Whilst at university, the drama society I was part of put on one of Lorca’s tragedies – Blood Wedding – with a total of two weeks’ rehearsal time. I played the busybody Neighbour. It was an intense two weeks and not just because we were working to a deadline. Lorca’s plays and poetry are full of melancholy and tragedy. Our poster for the show was a wedding veil with huge red drops of blood dripping onto it, and a knife – that gives you a good idea of the tone of the play. Working on it was hard and felt claustrophobic and emotional. As the man himself once said, ‘At the heart of all great art is an essential melancholy.’ I definitely felt his melancholy at work on Blood Wedding. Blood Wedding forms part of Lorca’s ‘Rural Trilogy’ of plays – Yerma, Blood Wedding and The House of Bernarda Alba.
It was a love of music that really got Lorca into writing. He was a trained classical pianist, and it was only when his piano teacher died in 1916, when Lorca was 18 years old, that he began to write. His first works were inspired by musical forms and at one stage, he wrote essays on the art of flamenco.
Lorca’s first work of poetry was was published in 1921, and explored the themes of religious faith, isolation and nature. The poetry that became best-known was a book called Romancero Gitano (Gypsy Ballads), published in 1928, which you can find on Europeana in the original Spanish. The work was influenced by Spain’s avant-garde and Lorca called it a ‘carved altar piece’ of Andalusia with ‘gypsies, horses, archangels, planets, its Jewish and Roman breezes, rivers, crimes, the everyday touch of the smuggler and the celestial note of the naked children of Córdoba. A book that hardly expresses visible Andalusia at all, but where the hidden Andalusia trembles.’
Here’s an extract from one of the poems in Gypsy Ballads:
Green wind. Green branches.
The ship out on the sea
and the horse on the mountain.
With the shadow at the waist
she dreams on her balcony,
green flesh, green hair,
with eyes of cold silver.
– Federico García Lorca, Romance Sonámbulo (Ballad of the Sleepwalker)
At around the time this book of poetry was published (1927-28), Lorca became part of what became known as the ‘Generation of ’27’ – an influential group of poets in Spain interested in the avant-garde (experimental forms of art and poetry). The group was split up nearly a decade later with the start of the Spanish Civil War.
Despite his success and new-found fame, all did not go smoothly for Lorca. Whilst he was a student in Madrid, Lorca met and became friends with other creative artists, including Salvador Dalí, who provided the stage settings for Lorca’s play Mariana Pineda. The relationship between the two artists became passionate, at least on Lorca’s side, but Dalí rejected his amorous advances. Following Lorca’s success with Gypsy Ballads, he began to become estranged from Dalí and other friends, who began collaborating without him. Lorca slumped into a depression and so he and his family set sail for America to get away from the source of his anguish.

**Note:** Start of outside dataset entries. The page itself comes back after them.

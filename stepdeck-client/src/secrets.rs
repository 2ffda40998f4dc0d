//! Credential resolution
//!
//! The console resolves one named secret into connection credentials when it
//! starts. A failure here is fatal to startup; nothing re-resolves per poll.

use std::fmt;
use std::path::PathBuf;
use thiserror::Error;

/// Prefix of environment variables holding secret documents
pub const SECRET_ENV_PREFIX: &str = "STEPDECK_SECRET_";

#[derive(Debug, Error)]
pub enum SecretError {
    #[error("Secret '{0}' not found")]
    NotFound(String),

    #[error("Secret '{name}' is not a JSON object: {reason}")]
    Malformed { name: String, reason: String },

    #[error("Secret '{name}' has no string field '{key}'")]
    MissingKey { name: String, key: String },

    #[error("Failed to read secret '{name}': {source}")]
    Io {
        name: String,
        #[source]
        source: std::io::Error,
    },
}

/// Resolved connection credentials
///
/// The token never appears in `Debug` output or logs.
#[derive(Clone, PartialEq, Eq)]
pub struct Credentials {
    token: String,
}

impl Credentials {
    pub fn new(token: impl Into<String>) -> Self {
        Self {
            token: token.into(),
        }
    }

    pub fn token(&self) -> &str {
        &self.token
    }
}

impl fmt::Debug for Credentials {
    fn fmt(&self, f: &mut fmt::Formatter<'_>) -> fmt::Result {
        f.debug_struct("Credentials")
            .field("token", &"<redacted>")
            .finish()
    }
}

/// Source of secret documents
pub trait SecretResolver: Send + Sync {
    /// Raw JSON document stored under `name`
    fn fetch(&self, name: &str) -> Result<String, SecretError>;

    /// Resolves `name` and extracts the string field `key` as credentials
    fn resolve(&self, name: &str, key: &str) -> Result<Credentials, SecretError> {
        let document = self.fetch(name)?;
        let value: serde_json::Value =
            serde_json::from_str(&document).map_err(|e| SecretError::Malformed {
                name: name.to_string(),
                reason: e.to_string(),
            })?;
        if !value.is_object() {
            return Err(SecretError::Malformed {
                name: name.to_string(),
                reason: "expected an object".to_string(),
            });
        }

        value
            .get(key)
            .and_then(|v| v.as_str())
            .map(Credentials::new)
            .ok_or_else(|| SecretError::MissingKey {
                name: name.to_string(),
                key: key.to_string(),
            })
    }
}

/// Environment variable name holding the secret `name`
pub fn secret_env_var(name: &str) -> String {
    let normalized: String = name
        .chars()
        .map(|c| {
            if c.is_ascii_alphanumeric() {
                c.to_ascii_uppercase()
            } else {
                '_'
            }
        })
        .collect();
    format!("{}{}", SECRET_ENV_PREFIX, normalized)
}

/// Reads secrets from `STEPDECK_SECRET_<NAME>` environment variables
#[derive(Debug, Default, Clone, Copy)]
pub struct EnvSecretResolver;

impl SecretResolver for EnvSecretResolver {
    fn fetch(&self, name: &str) -> Result<String, SecretError> {
        std::env::var(secret_env_var(name)).map_err(|_| SecretError::NotFound(name.to_string()))
    }
}

/// Reads secrets from `<dir>/<name>.json`
#[derive(Debug, Clone)]
pub struct FileSecretResolver {
    dir: PathBuf,
}

impl FileSecretResolver {
    pub fn new(dir: impl Into<PathBuf>) -> Self {
        Self { dir: dir.into() }
    }
}

impl SecretResolver for FileSecretResolver {
    fn fetch(&self, name: &str) -> Result<String, SecretError> {
        let path = self.dir.join(format!("{}.json", name));
        std::fs::read_to_string(&path).map_err(|source| {
            if source.kind() == std::io::ErrorKind::NotFound {
                SecretError::NotFound(name.to_string())
            } else {
                SecretError::Io {
                    name: name.to_string(),
                    source,
                }
            }
        })
    }
}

He returned to Spain in 1930 and was appointed as director of a university student theatre company, Teatro Universitario la Barraca. He then wrote his ‘Rural Trilogy’ of plays which all rebelled against the norms of bourgeois Spanish society. His works challenged the conventions of the time, questioned the accepted role of women in society and explored homoeroticism and class. These were things that would put him in danger.
In 1936, the Spanish Civil War broke out, and Lorca knew that the strengthening right wing would be suspicious of him and his outspoken liberal views. What happened next is still largely speculation. He is believed to have been shot and killed, aged just 38, by the national militia but this has never been officially confirmed. It is thought that he was buried with three other men. However, in 2009, excavations at the site of the grave found nothing. So Lorca’s death and burial remain a mystery.
To end, here’s a poem of Lorca’s that I found and liked. It’s called ‘Hour of Stars’. Enjoy World Poetry Day!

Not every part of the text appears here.